Month: September 2024

Climate Policies Built on CO2 Deceptions

From response by James Matkin  Former Deputy Minister at Government of British Columbia to Quora question What are the criticisms of the Canadian federal carbon pricing system implemented under the Trudeau government’s “Pan-Canadian Framework” on climate change?  Excerpts in italics with my bolds.

The big lie is that Canada needs more carbon dioxide, not less, which is the intent of the carbon tax. Also, there is no carbon pricing system; rather, there is a carbon dioxide pricing system.

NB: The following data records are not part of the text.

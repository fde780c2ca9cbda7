//! Core backend sweep: roster upload, logins for each role, the service
//! request lifecycle, and the read-only dashboard endpoints.

use serde_json::json;

use super::{CaseDef, CasePass, CaseResult, Suite};
use crate::client::response::require_str_field;
use crate::client::{ApiClient, CheckError};
use crate::runner::context::{RunContext, StudentRecord};

pub fn suite() -> Suite {
    Suite {
        name: "backend",
        title: "Backend API",
        cases: vec![
            CaseDef::new("Root Endpoint", |c, ctx| Box::pin(root_endpoint(c, ctx))),
            CaseDef::new("CSV Upload", |c, ctx| Box::pin(csv_upload(c, ctx))),
            CaseDef::new("Get Students", |c, ctx| Box::pin(get_students(c, ctx))),
            CaseDef::new("Student Login", |c, ctx| Box::pin(student_login(c, ctx))),
            CaseDef::new("Academic Login", |c, ctx| Box::pin(academic_login(c, ctx))),
            CaseDef::new("Faculty Login", |c, ctx| Box::pin(faculty_login(c, ctx))),
            CaseDef::new("Create Service Request", |c, ctx| {
                Box::pin(create_service_request(c, ctx))
            }),
            CaseDef::new("Get All Requests", |c, ctx| {
                Box::pin(get_all_requests(c, ctx))
            }),
            CaseDef::new("Get Student Requests", |c, ctx| {
                Box::pin(get_student_requests(c, ctx))
            }),
            CaseDef::new("Update Request Status", |c, ctx| {
                Box::pin(update_request_status(c, ctx))
            }),
            CaseDef::new("Dashboard Stats", |c, ctx| {
                Box::pin(dashboard_stats(c, ctx))
            }),
            CaseDef::new("Fee Structures", |c, ctx| Box::pin(fee_structures(c, ctx))),
            CaseDef::new("Services", |c, ctx| Box::pin(services(c, ctx))),
        ],
    }
}

const ROSTER_HEADER: [&str; 4] = ["Name", "Email", "Roll No", "Department"];

const ROSTER_ROWS: [[&str; 4]; 3] = [
    ["John Doe", "john.doe@test.com", "CS001", "Computer Science"],
    ["Jane Smith", "jane.smith@test.com", "CS002", "Computer Science"],
    ["Bob Wilson", "bob.wilson@test.com", "EE001", "Electrical Engineering"],
];

/// Render roster rows as the CSV text the upload endpoint expects.
pub(crate) fn roster_csv(rows: &[[&str; 4]]) -> String {
    let mut wtr = csv::Writer::from_writer(Vec::new());
    wtr.write_record(ROSTER_HEADER).ok();
    for row in rows {
        wtr.write_record(row).ok();
    }
    match wtr.into_inner() {
        Ok(bytes) => String::from_utf8_lossy(&bytes).into_owned(),
        Err(_) => String::new(),
    }
}

async fn root_endpoint(client: &ApiClient, _ctx: &mut RunContext) -> CaseResult {
    let resp = client.get("/").await?.expect_status(200)?;
    let message = resp.require_str("message")?;
    Ok(CasePass::new(format!("API accessible: {}", message)))
}

async fn csv_upload(client: &ApiClient, _ctx: &mut RunContext) -> CaseResult {
    let payload = json!({ "csvData": roster_csv(&ROSTER_ROWS) });
    let resp = client
        .post("/students/upload", &payload)
        .await?
        .expect_status(200)?;
    let count = resp.require_u64("count")?;
    if count == 0 {
        return Err(CheckError::Assertion("No students uploaded".into()));
    }
    Ok(CasePass::new(format!(
        "Uploaded {} students successfully",
        count
    )))
}

async fn get_students(client: &ApiClient, ctx: &mut RunContext) -> CaseResult {
    let resp = client.get("/students").await?.expect_status(200)?;
    let students = resp.array()?;
    if students.is_empty() {
        return Err(CheckError::Assertion("No students found".into()));
    }

    // Capture the first student for the login and request cases
    let first: StudentRecord = serde_json::from_value(students[0].clone())?;
    ctx.student = Some(first);

    Ok(CasePass::new(format!(
        "Retrieved {} students",
        students.len()
    )))
}

async fn student_login(client: &ApiClient, ctx: &mut RunContext) -> CaseResult {
    let student = ctx.student()?;
    let payload = json!({
        "userId": student.email,
        "password": "student@123",
        "role": "student",
    });

    let resp = client
        .post("/auth/login", &payload)
        .await?
        .expect_status(200)?;
    let user = resp.require("user")?;
    let role = require_str_field(user, "role")?;
    if role != "student" {
        return Err(CheckError::BadField {
            field: "user.role".into(),
            detail: format!("expected \"student\", got \"{}\"", role),
        });
    }
    let name = require_str_field(user, "name")?;
    Ok(CasePass::new(format!("Student login successful for {}", name)))
}

async fn academic_login(client: &ApiClient, _ctx: &mut RunContext) -> CaseResult {
    staff_login(
        client,
        json!({
            "userId": "admin@institute.edu",
            "password": "admin123",
            "role": "academic",
            "name": "Academic Administrator",
        }),
        "academic",
    )
    .await
}

async fn faculty_login(client: &ApiClient, _ctx: &mut RunContext) -> CaseResult {
    staff_login(
        client,
        json!({
            "userId": "faculty@institute.edu",
            "password": "faculty123",
            "role": "faculty",
            "name": "Faculty Member",
        }),
        "faculty",
    )
    .await
}

async fn staff_login(
    client: &ApiClient,
    payload: serde_json::Value,
    expected_role: &str,
) -> CaseResult {
    let resp = client
        .post("/auth/login", &payload)
        .await?
        .expect_status(200)?;
    let user = resp.require("user")?;
    let role = require_str_field(user, "role")?;
    if role != expected_role {
        return Err(CheckError::BadField {
            field: "user.role".into(),
            detail: format!("expected \"{}\", got \"{}\"", expected_role, role),
        });
    }
    let name = require_str_field(user, "name")?;
    Ok(CasePass::new(format!(
        "{} login successful for {}",
        expected_role, name
    )))
}

/// Build the service request payload from a captured student.
pub(crate) fn service_request_payload(student: &StudentRecord, purpose: &str) -> serde_json::Value {
    json!({
        "studentId": student.id,
        "studentName": student.name,
        "studentEmail": student.email,
        "rollNo": student.roll_no,
        "department": student.department,
        "serviceType": "bonafide",
        "details": {
            "purpose": purpose,
            "urgency": "normal",
        },
    })
}

async fn create_service_request(client: &ApiClient, ctx: &mut RunContext) -> CaseResult {
    let payload = service_request_payload(ctx.student()?, "Job Application");
    let resp = client
        .post("/requests", &payload)
        .await?
        .expect_status(200)?;

    let id = resp.require_str("id")?.to_string();
    let status = resp.require_str("status")?;
    if status != "pending" {
        return Err(CheckError::BadField {
            field: "status".into(),
            detail: format!("expected \"pending\", got \"{}\"", status),
        });
    }

    let snapshot = resp.snapshot();
    ctx.request_id = Some(id.clone());
    let mut pass = CasePass::new(format!("Service request created with ID: {}", id));
    if let Some(snapshot) = snapshot {
        pass = pass.with_snapshot(snapshot);
    }
    Ok(pass)
}

async fn get_all_requests(client: &ApiClient, _ctx: &mut RunContext) -> CaseResult {
    let resp = client.get("/requests").await?.expect_status(200)?;
    let requests = resp.array()?;
    Ok(CasePass::new(format!(
        "Retrieved {} service requests",
        requests.len()
    )))
}

async fn get_student_requests(client: &ApiClient, ctx: &mut RunContext) -> CaseResult {
    let student = ctx.student()?;
    let resp = client
        .get(&format!("/requests?studentId={}", student.id))
        .await?
        .expect_status(200)?;
    let requests = resp.array()?;
    Ok(CasePass::new(format!(
        "Retrieved {} requests for student",
        requests.len()
    )))
}

async fn update_request_status(client: &ApiClient, ctx: &mut RunContext) -> CaseResult {
    let request_id = ctx.request_id()?.to_string();
    let payload = json!({
        "status": "approved",
        "remarks": "Request approved by portal-probe",
    });

    let resp = client
        .put(&format!("/requests/{}", request_id), &payload)
        .await?
        .expect_status(200)?;
    let status = resp.require_str("status")?;
    if status != "approved" {
        return Err(CheckError::BadField {
            field: "status".into(),
            detail: format!("expected \"approved\", got \"{}\"", status),
        });
    }
    Ok(CasePass::new("Request status updated to approved"))
}

const STATS_FIELDS: [&str; 5] = [
    "totalStudents",
    "totalRequests",
    "pendingRequests",
    "approvedRequests",
    "rejectedRequests",
];

async fn dashboard_stats(client: &ApiClient, _ctx: &mut RunContext) -> CaseResult {
    let resp = client.get("/stats").await?.expect_status(200)?;
    for field in STATS_FIELDS {
        resp.require(field)?;
    }

    let total_students = resp.require("totalStudents")?.clone();
    let total_requests = resp.require("totalRequests")?.clone();
    let mut pass = CasePass::new(format!(
        "Stats retrieved: {} students, {} requests",
        total_students, total_requests
    ));
    if let Some(snapshot) = resp.snapshot() {
        pass = pass.with_snapshot(snapshot);
    }
    Ok(pass)
}

async fn fee_structures(client: &ApiClient, _ctx: &mut RunContext) -> CaseResult {
    let resp = client.get("/fee-structures").await?.expect_status(200)?;
    let structures = resp.array()?;
    if structures.is_empty() {
        return Err(CheckError::Assertion("No fee structures found".into()));
    }
    Ok(CasePass::new(format!(
        "Retrieved {} fee structures",
        structures.len()
    )))
}

async fn services(client: &ApiClient, _ctx: &mut RunContext) -> CaseResult {
    let resp = client.get("/services").await?.expect_status(200)?;
    let services = resp.array()?;
    if services.is_empty() {
        return Err(CheckError::Assertion("No services found".into()));
    }
    Ok(CasePass::new(format!(
        "Retrieved {} services",
        services.len()
    )))
}

#[cfg(test)]
mod tests {
    use super::*;

    #[test]
    fn test_roster_csv_shape() {
        let csv = roster_csv(&ROSTER_ROWS);
        let mut lines = csv.lines();
        assert_eq!(lines.next(), Some("Name,Email,Roll No,Department"));
        assert_eq!(
            lines.next(),
            Some("John Doe,john.doe@test.com,CS001,Computer Science")
        );
        assert_eq!(csv.lines().count(), 4);
    }

    #[test]
    fn test_service_request_payload() {
        let student = StudentRecord {
            id: "abc".into(),
            name: "John Doe".into(),
            email: "john.doe@test.com".into(),
            roll_no: "CS001".into(),
            department: "Computer Science".into(),
        };
        let payload = service_request_payload(&student, "Job Application");
        assert_eq!(payload["studentId"], "abc");
        assert_eq!(payload["rollNo"], "CS001");
        assert_eq!(payload["serviceType"], "bonafide");
        assert_eq!(payload["details"]["purpose"], "Job Application");
    }

    #[test]
    fn test_suite_runs_thirteen_cases() {
        assert_eq!(suite().cases.len(), 13);
    }
}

Carbon is not the equivalent of CO2.

We need less carbon pollution from coal and more
carbon dioxide for our health and well-being.

This mistaken terminology deceives the public as it portends pollution. Amazingly, US President Obama, Trudeau, and Kamala Harris falsely call CO2 carbon pollution.

CO2 is used to save premature babies in incubators.

CO2 is the primary gas for fire extinguishers.

The solid form of CO2 is dry ice not carbon.
Likewise the solid form of H2O is ice not hydrogen.

More CO2 has enormous benefits for crops and our health. It also greens deserts and saves fresh water by spurring tree growth.

If CO2 was a problem why does the commercial greenhouse industry infuse up to 1500 ppm 7/24 to increase plant growth?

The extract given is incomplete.